The 108 year old passenger steamer ''Alexandra'', billed as the oldest operational ship of its type in Germany, is undergoing boiler replacement this autumn in the wake of repair and maintenance that has been more extensive and costly than originally expected.
The captain of the 36.96m Alexandra, Günter Herrmann, told Maritime Journal the steamship, based in Flensburg on the German border with Denmark, will go to Husum on the other side of Schleswig-Holstein for the work. Herrmann said the new 3m by 3.3m boiler, with a water circulation volume of 13 tons, was being built at the firm of Wulff & Umag in Husum for installation at the Husumer Dock und Reparatur shipyard.
“The new boiler’s dimensions are the same as the old boiler”, he reported. “However the new one is a welded, not a riveted unit and weighs only 20 tons not 23 tons like the old boiler”, he said adding it would withstand 18 bar pressure, against 14.5 Bar for the old one.
The boiler replacement became a necessary requirement in 2013 when just a single rivet out of the old boiler’s 1000 rivets failed a pressure test. Deemed unacceptable on a passenger ship, the Alexandra was laid up and worked on while cash was being raised for a new boiler and restoration by current owners – the volunteer Förderverein Salondampfer Alexandra.
Herrmann told this correspondent the old boiler was being dismantled during the October work. He said it was planned to exhibit it in Flensburg’s Shipping Museum.
Alexandra, 7.17m wide and drawing 3m, was completed in 1908 at the Janssen & Schmilinski Shipyard in Hamburg. It is driven by its original two-cylinder compound steam engine of 420hp (309kW) providing 12 knots. Launched by German Princess Alexandra Victoria for local steamship service, it was an outpost patrol boat in WW1 and also saw service in WW2. It was mustered out in 1975 and later taken over by steamship enthusiasts.

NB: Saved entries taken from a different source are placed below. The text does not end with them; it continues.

//! Core logging bootstrap.
//!
//! # Responsibility
//! - Initialize size-rotated file logs once per process.
//! - Capture panics as sanitized, metadata-only log events.
//!
//! # Invariants
//! - Initialization is idempotent for the same level and directory.
//! - Reconfiguration with a different level or directory is rejected.
//! - Initialization never panics.
//! - Log lines carry ids, counts and error codes; never titles or content.

use flexi_logger::{Cleanup, Criterion, FileSpec, Logger, LoggerHandle, Naming, WriteMode};
use log::{error, info};
use once_cell::sync::OnceCell;
use std::fmt::{Display, Formatter};
use std::path::{Path, PathBuf};
use std::str::FromStr;

const LOG_FILE_BASENAME: &str = "drafts";
const MAX_LOG_FILE_SIZE_BYTES: u64 = 10 * 1024 * 1024;
const MAX_LOG_FILES: usize = 5;
const MAX_PANIC_PAYLOAD_CHARS: usize = 160;

static LOGGING_STATE: OnceCell<LoggingState> = OnceCell::new();
static PANIC_HOOK_INSTALLED: OnceCell<()> = OnceCell::new();

/// Supported log levels.
#[derive(Debug, Clone, Copy, PartialEq, Eq)]
pub enum LogLevel {
    Trace,
    Debug,
    Info,
    Warn,
    Error,
}

impl LogLevel {
    pub fn as_str(self) -> &'static str {
        match self {
            Self::Trace => "trace",
            Self::Debug => "debug",
            Self::Info => "info",
            Self::Warn => "warn",
            Self::Error => "error",
        }
    }
}

impl Display for LogLevel {
    fn fmt(&self, f: &mut Formatter<'_>) -> std::fmt::Result {
        f.write_str(self.as_str())
    }
}

impl FromStr for LogLevel {
    type Err = String;

    fn from_str(value: &str) -> Result<Self, Self::Err> {
        match value.trim().to_ascii_lowercase().as_str() {
            "trace" => Ok(Self::Trace),
            "debug" => Ok(Self::Debug),
            "info" => Ok(Self::Info),
            "warn" | "warning" => Ok(Self::Warn),
            "error" => Ok(Self::Error),
            other => Err(format!(
                "unsupported log level `{other}`; expected trace|debug|info|warn|error"
            )),
        }
    }
}

struct LoggingState {
    level: LogLevel,
    log_dir: PathBuf,
    _logger: LoggerHandle,
}

/// Initializes core file logging.
///
/// # Errors
/// - `level` is not one of `trace|debug|info|warn|error`.
/// - `log_dir` is empty, relative, or cannot be created.
/// - Logging is already active with a different level or directory.
/// - The logger backend fails to start.
pub fn init_logging(level: &str, log_dir: &str) -> Result<(), String> {
    let level = level.parse::<LogLevel>()?;
    let log_dir = normalize_log_dir(log_dir)?;

    let state = LOGGING_STATE.get_or_try_init(|| start_logger(level, &log_dir))?;
    ensure_same_config(state, level, &log_dir)
}

/// Returns `(level, log_dir)` when logging is active.
pub fn logging_status() -> Option<(LogLevel, PathBuf)> {
    LOGGING_STATE
        .get()
        .map(|state| (state.level, state.log_dir.clone()))
}

/// Default level for the current build: `debug` in debug builds, else `info`.
pub fn default_log_level() -> LogLevel {
    if cfg!(debug_assertions) {
        LogLevel::Debug
    } else {
        LogLevel::Info
    }
}

fn start_logger(level: LogLevel, log_dir: &Path) -> Result<LoggingState, String> {
    std::fs::create_dir_all(log_dir).map_err(|err| {
        format!(
            "failed to create log directory `{}`: {err}",
            log_dir.display()
        )
    })?;

    let logger = Logger::try_with_str(level.as_str())
        .map_err(|err| format!("invalid log level `{level}`: {err}"))?
        .log_to_file(
            FileSpec::default()
                .directory(log_dir)
                .basename(LOG_FILE_BASENAME),
        )
        .rotate(
            Criterion::Size(MAX_LOG_FILE_SIZE_BYTES),
            Naming::Numbers,
            Cleanup::KeepLogFiles(MAX_LOG_FILES),
        )
        .write_mode(WriteMode::BufferAndFlush)
        .append()
        .format_for_files(flexi_logger::detailed_format)
        .start()
        .map_err(|err| format!("failed to start logger: {err}"))?;

    install_panic_hook_once();

    info!(
        "event=core_init module=core status=ok platform={} version={} level={} log_dir={}",
        std::env::consts::OS,
        env!("CARGO_PKG_VERSION"),
        level,
        log_dir.display()
    );

    Ok(LoggingState {
        level,
        log_dir: log_dir.to_path_buf(),
        _logger: logger,
    })
}

fn ensure_same_config(state: &LoggingState, level: LogLevel, log_dir: &Path) -> Result<(), String> {
    if state.log_dir != log_dir {
        return Err(format!(
            "logging already initialized at `{}`; refusing to switch to `{}`",
            state.log_dir.display(),
            log_dir.display()
        ));
    }
    if state.level != level {
        return Err(format!(
            "logging already initialized with level `{}`; refusing to switch to `{}`",
            state.level, level
        ));
    }
    Ok(())
}

fn normalize_log_dir(log_dir: &str) -> Result<PathBuf, String> {
    let trimmed = log_dir.trim();
    if trimmed.is_empty() {
        return Err("log_dir cannot be empty".to_string());
    }
    let path = Path::new(trimmed);
    if !path.is_absolute() {
        return Err(format!("log_dir must be an absolute path, got `{trimmed}`"));
    }
    Ok(path.to_path_buf())
}

fn install_panic_hook_once() {
    if PANIC_HOOK_INSTALLED.set(()).is_err() {
        return;
    }

    let previous_hook = std::panic::take_hook();
    std::panic::set_hook(Box::new(move |panic_info| {
        // Payloads may echo document text; cap and flatten before logging.
        let location = panic_info
            .location()
            .map(|loc| format!("{}:{}", loc.file(), loc.line()))
            .unwrap_or_else(|| "unknown".to_string());
        let payload = panic_info
            .payload()
            .downcast_ref::<&str>()
            .map(|message| (*message).to_string())
            .or_else(|| panic_info.payload().downcast_ref::<String>().cloned())
            .unwrap_or_else(|| "non-string panic payload".to_string());
        error!(
            "event=panic_captured module=core status=error location={} payload={}",
            location,
            sanitize_message(&payload, MAX_PANIC_PAYLOAD_CHARS)
        );
        previous_hook(panic_info);
    }));
}

fn sanitize_message(value: &str, max_chars: usize) -> String {
    let normalized = value.replace(['\n', '\r'], " ");
    let mut truncated = normalized.chars().take(max_chars).collect::<String>();
    if normalized.chars().count() > max_chars {
        truncated.push_str("...");
    }
    truncated
}

#[cfg(test)]
mod tests {
    use super::{init_logging, logging_status, normalize_log_dir, sanitize_message, LogLevel};

    #[test]
    fn log_level_parses_case_insensitively() {
        assert_eq!(" INFO ".parse::<LogLevel>().unwrap(), LogLevel::Info);
        assert_eq!("warning".parse::<LogLevel>().unwrap(), LogLevel::Warn);
        assert!("verbose".parse::<LogLevel>().is_err());
    }

    #[test]
    fn normalize_log_dir_rejects_relative_and_blank_paths() {
        assert!(normalize_log_dir("logs/dev").unwrap_err().contains("absolute"));
        assert!(normalize_log_dir("  ").unwrap_err().contains("empty"));
    }

    #[test]
    fn sanitize_message_flattens_and_truncates() {
        let sanitized = sanitize_message("line1\nline2\rline3", 8);
        assert!(!sanitized.contains('\n'));
        assert!(!sanitized.contains('\r'));
        assert!(sanitized.ends_with("..."));
    }

    #[test]
    fn init_logging_is_idempotent_and_rejects_reconfiguration() {
        let first = tempfile::tempdir().unwrap();
        let second = tempfile::tempdir().unwrap();
        let first_dir = first.path().to_str().unwrap().to_string();
        let second_dir = second.path().to_str().unwrap().to_string();

        init_logging("info", &first_dir).expect("first init should succeed");
        init_logging("INFO", &first_dir).expect("same config should be idempotent");

        let level_error = init_logging("debug", &first_dir).unwrap_err();
        assert!(level_error.contains("refusing to switch"));
        let dir_error = init_logging("info", &second_dir).unwrap_err();
        assert!(dir_error.contains("refusing to switch"));

        let (level, dir) = logging_status().expect("logging should be active");
        assert_eq!(level, LogLevel::Info);
        assert_eq!(dir, first.path());
    }
}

Manned by a technical crew of seven and six catering staff, Alexandra only returned to Flensburg a few months ago after two months of repairs in Kiel that lasted longer and is proving far more complicated and expensive than first thought. It is reportedly costing the veteran steamship’s owners some €85,000 more than the €680,000 budgeted for.
Alexandra first docked at the small Gebrüder Friedrich Schiffswerft in Kiel and then later moved to bigger leased dock facilities at neighbouring Lindenau Schiffswerft for hull work. Initial sounding tests determined that far fewer plates than thought needed replacing. Later however it was discovered that metal bottom cross support members were nearly rusted away and that to restore hull stability they needed replacing over a substantial section of the hull – reportedly 42 m2.